Wasser - Lebensmittel Nr.1
Die Landschaft, das Landschaftsbild, die Natur- und Kulturlandschaft werden vielerorts von den Menschen als einmalig empfunden und geschätzt. Dies gilt besonders für alpine und hochalpine Landschaften. Sie berühren und interessieren die Menschen seit jeher und stellen zunehmend bevorzugte Erholungsgebiete dar. Diese alpinen und hochalpinen Regionen sind daher unversehrt und bleibend in ihrer beeindruckenden Schönheit zu erhalten und zu sichern!
Die Petzen stellt ein unverzichtbares Kapital in unserer Region im Hinblick auf ihre Funktion als Trinkwasserversorger und Erholungslandschaft dar.

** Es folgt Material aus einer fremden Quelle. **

//! # Services Command
//!
//! File: cli/src/commands/services.rs
//!
//! ## Overview
//!
//! Shows the status of every phpier-managed container across all projects:
//! state, health, uptime, published ports and proxy URL. Output can be
//! filtered by project, service type, or container status, and rendered as
//! JSON for scripting.
//!
use crate::common::docker::client::DockerClient;
use crate::common::docker::services::{self, ServiceInfo, ServicesFilter};
use crate::common::ui::Table;
use crate::core::error::Result;
use clap::Args;

/// Arguments for `phpier services`.
#[derive(Debug, Args)]
pub struct ServicesArgs {
    /// Only show services belonging to this project
    #[arg(short = 'p', long)]
    pub project: Option<String>,

    /// Filter by service type (app, db, cache, proxy, tools, or a name)
    #[arg(short = 't', long = "type")]
    pub service_type: Option<String>,

    /// Filter by container status (running, exited, ...)
    #[arg(short = 's', long)]
    pub status: Option<String>,

    /// Output as JSON
    #[arg(long)]
    pub json: bool,
}

/// Handles `phpier services`.
pub async fn handle_services(args: ServicesArgs) -> Result<()> {
    let client = DockerClient::new().await?;
    let filter = ServicesFilter {
        project: args.project,
        service_type: args.service_type,
        status: args.status,
    };
    let services = services::gather_services(&client, &filter).await?;

    if args.json {
        println!("{}", serde_json::to_string_pretty(&services)?);
        return Ok(());
    }

    if services.is_empty() {
        println!("No phpier services found.");
        return Ok(());
    }

    print_table(&services);
    Ok(())
}

fn print_table(services: &[ServiceInfo]) {
    let mut table = Table::new(&["PROJECT", "SERVICE", "STATUS", "HEALTH", "UPTIME", "PORTS", "URL"]);
    for svc in services {
        let ports = svc
            .ports
            .iter()
            .map(|p| format!("{}->{}", p.host_address, p.container_port))
            .collect::<Vec<_>>()
            .join(", ");
        table.add_row(vec![
            svc.project.clone(),
            svc.service.clone(),
            svc.status.clone(),
            if svc.health.is_empty() { "-".into() } else { svc.health.clone() },
            if svc.uptime.is_empty() { "-".into() } else { svc.uptime.clone() },
            if ports.is_empty() { "-".into() } else { ports },
            if svc.url.is_empty() { "-".into() } else { svc.url.clone() },
        ]);
    }
    table.print();
}

#[cfg(test)]
mod tests {
    use super::*;
    use clap::Parser;

    #[derive(Parser)]
    struct TestCli {
        #[command(flatten)]
        args: ServicesArgs,
    }

    #[test]
    fn test_services_args() {
        let cli = TestCli::parse_from(["test", "-p", "blog", "-t", "db", "-s", "running", "--json"]);
        assert_eq!(cli.args.project.as_deref(), Some("blog"));
        assert_eq!(cli.args.service_type.as_deref(), Some("db"));
        assert_eq!(cli.args.status.as_deref(), Some("running"));
        assert!(cli.args.json);
    }
}
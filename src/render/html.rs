//! HTML documents for the diagram panels.
//!
//! Both pages are self-contained: the raster page embeds the image as a
//! base64 data URI, the interactive page carries the Mermaid source inline
//! and loads the renderer plus pan/zoom support from a CDN.

use base64::Engine as _;
use base64::engine::general_purpose::STANDARD;

const MERMAID_CDN: &str = "https://cdn.jsdelivr.net/npm/mermaid@10/dist/mermaid.esm.min.mjs";
const PAN_ZOOM_CDN: &str = "https://cdn.jsdelivr.net/npm/svg-pan-zoom@3.6.1/dist/svg-pan-zoom.min.js";

/// `data:` URI embedding the raster image bytes.
pub fn data_uri(png: &[u8]) -> String {
    format!("data:image/png;base64,{}", STANDARD.encode(png))
}

/// Static page showing one rendered UML image.
pub fn raster_page(png: &[u8]) -> String {
    format!(
        r#"<!DOCTYPE html>
<html lang="en">
<head>
    <meta charset="UTF-8">
    <meta name="viewport" content="width=device-width, initial-scale=1.0">
    <title>INTERLIS UML</title>
    <style>
        body {{
            padding: 10px;
            background-color: var(--vscode-editor-background);
        }}
        img {{
            max-width: 100%;
            background-color: white;
        }}
    </style>
</head>
<body>
    <img src="{}" alt="UML diagram">
</body>
</html>"#,
        data_uri(png)
    )
}

/// Interactive page rendering a Mermaid diagram with pan/zoom, a
/// download-as-PNG action and a copy-source action.
///
/// The diagram text is embedded verbatim; the remote service is trusted to
/// return well-formed Mermaid source.
pub fn mermaid_page(diagram: &str) -> String {
    format!(
        r##"<!DOCTYPE html>
<html lang="en">
<head>
    <meta charset="UTF-8">
    <meta name="viewport" content="width=device-width, initial-scale=1.0">
    <title>INTERLIS UML</title>
    <style>
        body {{
            font-family: var(--vscode-font-family);
            padding: 10px;
            background-color: var(--vscode-editor-background);
            color: var(--vscode-editor-foreground);
        }}
        #toolbar {{
            margin-bottom: 10px;
        }}
        #toolbar button {{
            background-color: var(--vscode-button-background);
            color: var(--vscode-button-foreground);
            border: none;
            padding: 4px 10px;
            margin-right: 6px;
            cursor: pointer;
        }}
        #diagram {{
            height: calc(100vh - 60px);
            background-color: white;
        }}
        #diagram svg {{
            width: 100%;
            height: 100%;
        }}
    </style>
</head>
<body>
    <div id="toolbar">
        <button id="download">Download PNG</button>
        <button id="copy">Copy source</button>
    </div>
    <div id="diagram">
        <pre class="mermaid">{diagram}</pre>
    </div>
    <script src="{pan_zoom}"></script>
    <script type="module">
        import mermaid from '{mermaid}';
        const source = document.querySelector('.mermaid').textContent;
        mermaid.initialize({{ startOnLoad: false }});
        await mermaid.run();
        const svg = document.querySelector('#diagram svg');
        svgPanZoom(svg, {{ controlIconsEnabled: true, fit: true, center: true }});

        document.getElementById('copy').addEventListener('click', () => {{
            navigator.clipboard.writeText(source);
        }});

        document.getElementById('download').addEventListener('click', () => {{
            const data = new XMLSerializer().serializeToString(svg);
            const image = new Image();
            image.onload = () => {{
                const canvas = document.createElement('canvas');
                canvas.width = image.width * 2;
                canvas.height = image.height * 2;
                const context = canvas.getContext('2d');
                context.fillStyle = 'white';
                context.fillRect(0, 0, canvas.width, canvas.height);
                context.drawImage(image, 0, 0, canvas.width, canvas.height);
                const link = document.createElement('a');
                link.download = 'diagram.png';
                link.href = canvas.toDataURL('image/png');
                link.click();
            }};
            image.src = 'data:image/svg+xml;base64,' + btoa(unescape(encodeURIComponent(data)));
        }});
    </script>
</body>
</html>"##,
        diagram = diagram,
        pan_zoom = PAN_ZOOM_CDN,
        mermaid = MERMAID_CDN,
    )
}
use std::path::PathBuf;

use serde::Deserialize;

use crate::remote::types::{DiagramFormat, Operation};

/// File extension all triggers gate on.
pub const SOURCE_EXTENSION: &str = ".ili";

/// Placeholder file name when the document URI has no final path segment.
pub const DEFAULT_FILE_NAME: &str = "model.ili";

pub const DEFAULT_COMPILE_URL: &str = "https://ili2.sogeo.services/api/compile";
pub const DEFAULT_PRETTY_PRINT_URL: &str = "https://ili2.sogeo.services/api/prettyprint";
pub const DEFAULT_DIAGRAM_URL: &str = "https://ili2.sogeo.services/api/uml";

/// When the compiler log surface is brought to the foreground.
#[derive(Debug, Clone, Copy, PartialEq, Eq, Default, Deserialize)]
#[serde(rename_all = "kebab-case")]
pub enum RevealLog {
    /// Foreground the log after every compile.
    Always,
    /// Foreground the log only when the compile failed.
    #[default]
    OnFailure,
}

/// Client-supplied settings, received via `workspace/didChangeConfiguration`.
/// Missing fields fall back to their defaults.
#[derive(Debug, Clone, PartialEq, Deserialize)]
#[serde(default, rename_all = "camelCase")]
pub struct Settings {
    pub compile_url: String,
    pub pretty_print_url: String,
    pub diagram_url: String,
    pub diagram_format: DiagramFormat,
    pub reveal_log: RevealLog,
}

impl Default for Settings {
    fn default() -> Self {
        Self {
            compile_url: DEFAULT_COMPILE_URL.to_string(),
            pretty_print_url: DEFAULT_PRETTY_PRINT_URL.to_string(),
            diagram_url: DEFAULT_DIAGRAM_URL.to_string(),
            diagram_format: DiagramFormat::default(),
            reveal_log: RevealLog::default(),
        }
    }
}

impl Settings {
    /// Endpoint URL for an operation.
    pub fn endpoint(&self, operation: Operation) -> &str {
        match operation {
            Operation::Compile => &self.compile_url,
            Operation::PrettyPrint => &self.pretty_print_url,
            Operation::RenderDiagram => &self.diagram_url,
        }
    }
}

/// Returns true when the document path ends in the INTERLIS source extension.
pub fn is_interlis_path(path: &str) -> bool {
    path.ends_with(SOURCE_EXTENSION)
}

/// Returns the path to the data directory for interlis-ls.
/// Uses $XDG_DATA_HOME/interlis-ls if XDG_DATA_HOME is set,
/// otherwise falls back to ~/.local/share/interlis-ls,
/// or ./interlis-ls if neither is available.
pub fn data_dir() -> PathBuf {
    data_dir_with_env(std::env::var("XDG_DATA_HOME").ok(), dirs::home_dir())
}

/// Returns the path to the log file.
pub fn log_path() -> PathBuf {
    data_dir().join("interlis-ls.log")
}

/// Fixed path the latest rendered raster diagram is written to.
/// A second render overwrites the previous image.
pub fn diagram_path() -> PathBuf {
    std::env::temp_dir().join("interlis-diagram.png")
}

fn data_dir_with_env(xdg_data_home: Option<String>, home_dir: Option<PathBuf>) -> PathBuf {
    let data_dir = xdg_data_home
        .map(PathBuf::from)
        .or_else(|| home_dir.map(|home| home.join(".local/share")))
        .unwrap_or_else(|| PathBuf::from("."));

    data_dir.join("interlis-ls")
}
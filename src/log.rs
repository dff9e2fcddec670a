//! JSON file logging.
//!
//! The server's stdio is owned by the LSP transport, so log records go to a
//! file under the interlis-ls data directory instead.

use std::fs::{File, OpenOptions};
use std::path::{Path, PathBuf};

use anyhow::Context;
use tracing_subscriber::EnvFilter;
use tracing_subscriber::fmt::format::JsonFields;
use tracing_subscriber::prelude::*;

use crate::config;

/// Installs the global subscriber writing JSON records to the interlis-ls
/// log file. Returns the resolved path for the startup log line.
pub fn init() -> anyhow::Result<PathBuf> {
    let log_path = config::log_path();
    let log_file = open_log_file(&log_path)?;

    let json_layer = tracing_subscriber::fmt::layer()
        .json()
        .with_writer(log_file)
        .fmt_fields(JsonFields::default());

    // Use RUST_LOG if set, otherwise default to INFO
    let env_filter = EnvFilter::try_from_default_env().unwrap_or_else(|_| EnvFilter::new("info"));

    tracing_subscriber::registry()
        .with(env_filter)
        .with(json_layer)
        .init();

    Ok(log_path)
}

fn open_log_file(path: &Path) -> anyhow::Result<File> {
    if let Some(dir) = path.parent() {
        std::fs::create_dir_all(dir).with_context(|| {
            format!(
                "failed to create interlis-ls data directory {}",
                dir.display()
            )
        })?;
    }

    OpenOptions::new()
        .create(true)
        .append(true)
        .open(path)
        .with_context(|| format!("failed to open interlis-ls log file {}", path.display()))
}
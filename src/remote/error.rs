use thiserror::Error;

#[derive(Debug, Error)]
pub enum ServiceError {
    #[error("request to {url} failed: {source}")]
    Transport {
        url: String,
        #[source]
        source: reqwest::Error,
    },
}
// Remote ili2c service layer
// - types.rs: Operation, DiagramFormat, ServiceResponse
// - error.rs: ServiceError
// - payload.rs: multipart form construction
// - client.rs: HTTP transport
pub mod client;
pub mod error;
pub mod payload;
pub mod types;
// Response rendering layer
// - interpret.rs: maps (operation, diagram format, response) to an outcome
// - html.rs: HTML documents for the diagram panels
pub mod html;
pub mod interpret;
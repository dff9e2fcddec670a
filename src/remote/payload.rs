//! Multipart payload construction for the remote service.
//!
//! Buffer text is transmitted byte-for-byte as a single `file` part; the
//! UML endpoint additionally receives a `vendor` field selecting the
//! diagram format. No validation of the source content happens here.

use reqwest::multipart::{Form, Part};
use tower_lsp::lsp_types::Url;

use crate::config::DEFAULT_FILE_NAME;
use crate::remote::types::DiagramFormat;

#[derive(Debug, Clone, PartialEq, Eq)]
pub struct SourcePayload {
    content: String,
    file_name: String,
}

impl SourcePayload {
    pub fn new(content: impl Into<String>, file_name: impl Into<String>) -> Self {
        Self {
            content: content.into(),
            file_name: file_name.into(),
        }
    }

    pub fn from_document(uri: &Url, content: &str) -> Self {
        Self::new(content, file_name_for(uri))
    }

    pub fn file_name(&self) -> &str {
        &self.file_name
    }

    /// Form with the single `file` part, as the compile and pretty-print
    /// endpoints expect it.
    pub fn into_form(self) -> Form {
        Form::new().part("file", Part::text(self.content).file_name(self.file_name))
    }

    /// Form for the UML endpoint, with the extra `vendor` field.
    pub fn into_diagram_form(self, format: DiagramFormat) -> Form {
        self.into_form().text("vendor", format.vendor())
    }
}

/// Display file name for a document: the final path segment of its URI,
/// or a fixed placeholder when the URI yields none.
pub fn file_name_for(uri: &Url) -> String {
    uri.path_segments()
        .and_then(|mut segments| segments.next_back())
        .filter(|segment| !segment.is_empty())
        .map(str::to_owned)
        .unwrap_or_else(|| DEFAULT_FILE_NAME.to_string())
}
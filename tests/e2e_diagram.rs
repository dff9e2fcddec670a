//! Diagram render E2E tests: panel lifecycle across both formats

mod helper;

use std::time::Duration;

use mockito::Server;
use serde_json::json;
use tower::Service;

use helper::{
    create_service, did_change_configuration, did_open_notification, execute_command_request,
    initialize_request, initialized_notification, panel_closed_notification,
    spawn_message_collector, try_wait_for_method, wait_for_method,
};
use interlis_ls::render::html::data_uri;

const MODEL: &str = "MODEL Roads END.";
const PNG_BYTES: &[u8] = &[0x89, b'P', b'N', b'G', 0x0D, 0x0A, 0x1A, 0x0A, 0x42];

#[tokio::test(flavor = "multi_thread")]
async fn png_render_opens_one_panel_with_embedded_image() {
    let mut server = Server::new_async().await;
    let mock = server
        .mock("POST", "/api/uml")
        .with_status(200)
        .with_body(PNG_BYTES)
        .create_async()
        .await;

    let (mut service, socket) = create_service();
    let mut messages = spawn_message_collector(socket);

    service.call(initialize_request(1)).await.unwrap();
    service.call(initialized_notification()).await.unwrap();
    service
        .call(did_change_configuration(json!({
            "interlis-ls": {
                "diagramUrl": format!("{}/api/uml", server.url()),
                "diagramFormat": "png",
            }
        })))
        .await
        .unwrap();
    service
        .call(did_open_notification("file:///models/roads.ili", MODEL))
        .await
        .unwrap();

    service
        .call(execute_command_request(2, "interlis.renderDiagram"))
        .await
        .unwrap();

    let panel = wait_for_method(&mut messages, "interlis/showPanel").await;
    let params = panel.params().unwrap();
    assert_eq!(params["modality"], "raster-image");
    assert_eq!(params["reuse"], false);
    // Lossless embedding: the page carries the exact bytes, base64-encoded.
    let html = params["html"].as_str().unwrap();
    assert!(html.contains(&data_uri(PNG_BYTES)));

    mock.assert_async().await;
}

#[tokio::test(flavor = "multi_thread")]
async fn second_png_render_reuses_the_live_panel() {
    let mut server = Server::new_async().await;
    server
        .mock("POST", "/api/uml")
        .with_status(200)
        .with_body(PNG_BYTES)
        .expect(2)
        .create_async()
        .await;

    let (mut service, socket) = create_service();
    let mut messages = spawn_message_collector(socket);

    service.call(initialize_request(1)).await.unwrap();
    service.call(initialized_notification()).await.unwrap();
    service
        .call(did_change_configuration(json!({
            "interlis-ls": {
                "diagramUrl": format!("{}/api/uml", server.url()),
                "diagramFormat": "png",
            }
        })))
        .await
        .unwrap();
    service
        .call(did_open_notification("file:///models/roads.ili", MODEL))
        .await
        .unwrap();

    service
        .call(execute_command_request(2, "interlis.renderDiagram"))
        .await
        .unwrap();
    let first = wait_for_method(&mut messages, "interlis/showPanel").await;
    let first_id = first.params().unwrap()["id"].as_u64().unwrap();

    service
        .call(execute_command_request(3, "interlis.renderDiagram"))
        .await
        .unwrap();
    let second = wait_for_method(&mut messages, "interlis/showPanel").await;
    let params = second.params().unwrap();
    assert_eq!(params["id"].as_u64().unwrap(), first_id);
    assert_eq!(params["reuse"], true);
}

#[tokio::test(flavor = "multi_thread")]
async fn mermaid_render_embeds_source_and_recreates_after_close() {
    let mut server = Server::new_async().await;
    server
        .mock("POST", "/api/uml")
        .with_status(200)
        .with_body("classDiagram\n  class Road")
        .expect(2)
        .create_async()
        .await;

    let (mut service, socket) = create_service();
    let mut messages = spawn_message_collector(socket);

    service.call(initialize_request(1)).await.unwrap();
    service.call(initialized_notification()).await.unwrap();
    service
        .call(did_change_configuration(json!({
            "interlis-ls": {
                "diagramUrl": format!("{}/api/uml", server.url()),
                "diagramFormat": "mermaid",
            }
        })))
        .await
        .unwrap();
    service
        .call(did_open_notification("file:///models/roads.ili", MODEL))
        .await
        .unwrap();

    service
        .call(execute_command_request(2, "interlis.renderDiagram"))
        .await
        .unwrap();
    let first = wait_for_method(&mut messages, "interlis/showPanel").await;
    let params = first.params().unwrap();
    assert_eq!(params["modality"], "interactive-diagram");
    assert!(
        params["html"]
            .as_str()
            .unwrap()
            .contains("classDiagram\n  class Road")
    );
    let first_id = params["id"].as_u64().unwrap();

    // User closes the panel; the next render must open a fresh one.
    service
        .call(panel_closed_notification(first_id))
        .await
        .unwrap();

    service
        .call(execute_command_request(3, "interlis.renderDiagram"))
        .await
        .unwrap();
    let second = wait_for_method(&mut messages, "interlis/showPanel").await;
    let params = second.params().unwrap();
    assert_eq!(params["reuse"], false);
    assert_ne!(params["id"].as_u64().unwrap(), first_id);
}

#[tokio::test(flavor = "multi_thread")]
async fn failed_render_reports_error_and_touches_no_panel() {
    let mut server = Server::new_async().await;
    let mock = server
        .mock("POST", "/api/uml")
        .with_status(500)
        .with_body("renderer crashed")
        .create_async()
        .await;

    let (mut service, socket) = create_service();
    let mut messages = spawn_message_collector(socket);

    service.call(initialize_request(1)).await.unwrap();
    service.call(initialized_notification()).await.unwrap();
    service
        .call(did_change_configuration(json!({
            "interlis-ls": {
                "diagramUrl": format!("{}/api/uml", server.url()),
                "diagramFormat": "png",
            }
        })))
        .await
        .unwrap();
    service
        .call(did_open_notification("file:///models/roads.ili", MODEL))
        .await
        .unwrap();

    service
        .call(execute_command_request(2, "interlis.renderDiagram"))
        .await
        .unwrap();

    let message = wait_for_method(&mut messages, "window/showMessage").await;
    let params = message.params().unwrap();
    assert_eq!(params["type"], 1);
    assert_eq!(
        params["message"],
        "Diagram render failed (Internal Server Error): renderer crashed"
    );

    assert!(
        try_wait_for_method(
            &mut messages,
            "interlis/showPanel",
            Duration::from_millis(300)
        )
        .await
        .is_none()
    );
    mock.assert_async().await;
}
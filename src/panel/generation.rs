//! Generation tokens for overlapping invocations.
//!
//! Every trigger draws a token at invocation time; each shared surface
//! records the newest token it has applied and drops older results. This
//! makes the outcome of overlapping requests newest-invocation-wins
//! instead of arrival-order-dependent.

use std::future::Future;
use std::sync::atomic::{AtomicU64, Ordering};

/// Monotonic source of invocation tokens.
#[derive(Debug, Default)]
pub struct GenerationCounter(AtomicU64);

impl GenerationCounter {
    pub fn next(&self) -> u64 {
        self.0.fetch_add(1, Ordering::Relaxed) + 1
    }
}

/// Single-surface gate: admits a result only if no newer invocation has
/// already written to the surface.
#[derive(Debug, Default)]
pub struct LatestGate {
    applied: u64,
}

impl LatestGate {
    pub fn admit(&mut self, generation: u64) -> bool {
        if generation < self.applied {
            return false;
        }
        self.applied = generation;
        true
    }
}

/// Gate behind an async lock. The lock is held from admission through the
/// surface write, so a task suspended mid-write cannot interleave with a
/// newer invocation's write to the same surface.
#[derive(Debug, Default)]
pub struct SharedGate {
    inner: tokio::sync::Mutex<LatestGate>,
}

impl SharedGate {
    /// Runs `write` if `generation` is admitted, keeping the gate locked
    /// until the write finishes. Returns whether the write ran.
    pub async fn apply<F, Fut>(&self, generation: u64, write: F) -> bool
    where
        F: FnOnce() -> Fut,
        Fut: Future<Output = ()>,
    {
        let mut gate = self.inner.lock().await;
        if !gate.admit(generation) {
            return false;
        }
        write().await;
        true
    }
}
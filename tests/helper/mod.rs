#![allow(dead_code)]

//! Shared harness for the e2e suites: jsonrpc request builders plus a
//! message collector that records everything the server sends and answers
//! server-initiated requests (workspace/applyEdit) so handlers can finish.

use std::time::Duration;

use futures::{SinkExt, StreamExt};
use serde_json::{Value, json};
use tokio::sync::mpsc;
use tower_lsp::jsonrpc::{Request, Response};
use tower_lsp::{ClientSocket, LspService};

use interlis_ls::lsp::backend::Backend;
use interlis_ls::lsp::protocol::{ACTIVE_DOCUMENT_METHOD, PANEL_CLOSED_METHOD};

/// Builds the service exactly as `run_server` wires it, custom methods
/// included.
pub fn create_service() -> (LspService<Backend>, ClientSocket) {
    LspService::build(Backend::new)
        .custom_method(PANEL_CLOSED_METHOD, Backend::panel_closed)
        .custom_method(ACTIVE_DOCUMENT_METHOD, Backend::active_document_changed)
        .finish()
}

pub fn initialize_request(id: i64) -> Request {
    Request::build("initialize")
        .id(id)
        .params(json!({ "capabilities": {} }))
        .finish()
}

pub fn initialized_notification() -> Request {
    Request::build("initialized").params(json!({})).finish()
}

pub fn did_open_notification(uri: &str, text: &str) -> Request {
    Request::build("textDocument/didOpen")
        .params(json!({
            "textDocument": {
                "uri": uri,
                "languageId": "interlis",
                "version": 1,
                "text": text,
            }
        }))
        .finish()
}

pub fn did_save_notification(uri: &str) -> Request {
    Request::build("textDocument/didSave")
        .params(json!({ "textDocument": { "uri": uri } }))
        .finish()
}

pub fn did_change_configuration(settings: Value) -> Request {
    Request::build("workspace/didChangeConfiguration")
        .params(json!({ "settings": settings }))
        .finish()
}

pub fn execute_command_request(id: i64, command: &str) -> Request {
    Request::build("workspace/executeCommand")
        .id(id)
        .params(json!({ "command": command, "arguments": [] }))
        .finish()
}

pub fn panel_closed_notification(panel_id: u64) -> Request {
    Request::build(PANEL_CLOSED_METHOD)
        .params(json!({ "id": panel_id }))
        .finish()
}

pub fn active_document_notification(uri: Option<&str>) -> Request {
    Request::build(ACTIVE_DOCUMENT_METHOD)
        .params(json!({ "uri": uri }))
        .finish()
}

/// Forwards every server-to-client message into a channel. Server-initiated
/// requests are answered inline: `workspace/applyEdit` as applied, anything
/// else with a null result.
pub fn spawn_message_collector(socket: ClientSocket) -> mpsc::UnboundedReceiver<Request> {
    let (tx, rx) = mpsc::unbounded_channel();
    tokio::spawn(async move {
        let (mut stream, mut sink) = socket.split();
        while let Some(message) = stream.next().await {
            if let Some(id) = message.id().cloned() {
                let result = match message.method() {
                    "workspace/applyEdit" => json!({ "applied": true }),
                    _ => Value::Null,
                };
                let _ = sink.send(Response::from_ok(id, result)).await;
            }
            if tx.send(message).is_err() {
                break;
            }
        }
    });
    rx
}

/// Waits for the next message with the given method, skipping others.
pub async fn wait_for_method(rx: &mut mpsc::UnboundedReceiver<Request>, method: &str) -> Request {
    tokio::time::timeout(Duration::from_secs(5), async {
        loop {
            let message = rx.recv().await.expect("socket closed");
            if message.method() == method {
                return message;
            }
        }
    })
    .await
    .unwrap_or_else(|_| panic!("timed out waiting for {method}"))
}

/// Like `wait_for_method`, but returns `None` when nothing arrives in time.
/// Used to assert the absence of an effect.
pub async fn try_wait_for_method(
    rx: &mut mpsc::UnboundedReceiver<Request>,
    method: &str,
    wait: Duration,
) -> Option<Request> {
    tokio::time::timeout(wait, async {
        loop {
            let message = rx.recv().await?;
            if message.method() == method {
                return Some(message);
            }
        }
    })
    .await
    .ok()
    .flatten()
}
//! HTTP transport to the remote ili2c service.
//!
//! Format-agnostic: one POST per call, no retries, no caching. A non-2xx
//! status resolves to an `Ok(ServiceResponse)` so callers can surface the
//! diagnostic body; only connection-level failures are errors.

use reqwest::multipart::Form;
use tracing::debug;

use crate::remote::error::ServiceError;
use crate::remote::types::ServiceResponse;

pub struct ServiceClient {
    client: reqwest::Client,
}

impl ServiceClient {
    pub fn new() -> Self {
        Self {
            client: reqwest::Client::builder()
                .user_agent("interlis-ls")
                .build()
                .expect("Failed to create HTTP client"),
        }
    }

    pub async fn post(&self, url: &str, form: Form) -> Result<ServiceResponse, ServiceError> {
        debug!(url, "posting source to remote service");

        let response = self
            .client
            .post(url)
            .multipart(form)
            .send()
            .await
            .map_err(|source| ServiceError::Transport {
                url: url.to_string(),
                source,
            })?;

        let status = response.status();
        let body = response
            .bytes()
            .await
            .map_err(|source| ServiceError::Transport {
                url: url.to_string(),
                source,
            })?
            .to_vec();

        debug!(url, status = status.as_u16(), bytes = body.len(), "remote service responded");

        Ok(ServiceResponse {
            status: status.as_u16(),
            status_text: status
                .canonical_reason()
                .unwrap_or("unknown status")
                .to_string(),
            body,
        })
    }
}

impl Default for ServiceClient {
    fn default() -> Self {
        Self::new()
    }
}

Solche Regionen werden in Zukunft immer gefragter sein und sollen sich in diese Richtung entwickeln dürfen. Windparks, oder ähnliche Großprojekte auf dem hochsensiblen Karststock der Petzen, birgen zusätzliches Risiko und würden die Wasserqualität und den Erholungswert unserer Region massiv beeinträchtigen!
Auszug - Grundwasserschutzgebiete im Petzen Karstaquifer
Schutzgebietsüberlegungen für die genutzten Quellen des Petzen Karstaquifers können nur grenzübergreifend gemacht werden, da der Karstwasserabfluss im Bereich der Petzen grenzübergreifend erfolgt. Die Hochfläche der Petzen von der Wackendorfer Spitze zur Mala Peca ist für beide Staatsgebiete als besonders sensibler Bereich anzusehen, da hier die Verkarstung in Form von Dolinen besonders ausgeprägt ist und der Markierungsversuch gezeigt hat, dass die hier infiltrierenden Wässer sowohl in Slowenien, als auch in Österreich zum Wiederaustritt gelangen.
Das heißt, dass der Grenzkammbereich zwischen Ludwigshütte und Wackendorfer Spitze Einzugusgebiete der Quellen auf österreichischer und slowenischer Seite aufweist, die sich überlappen. Ein Schutz dieses bedeutenden Wasservorkommens sollte daher im Interesse beider Staaten sein.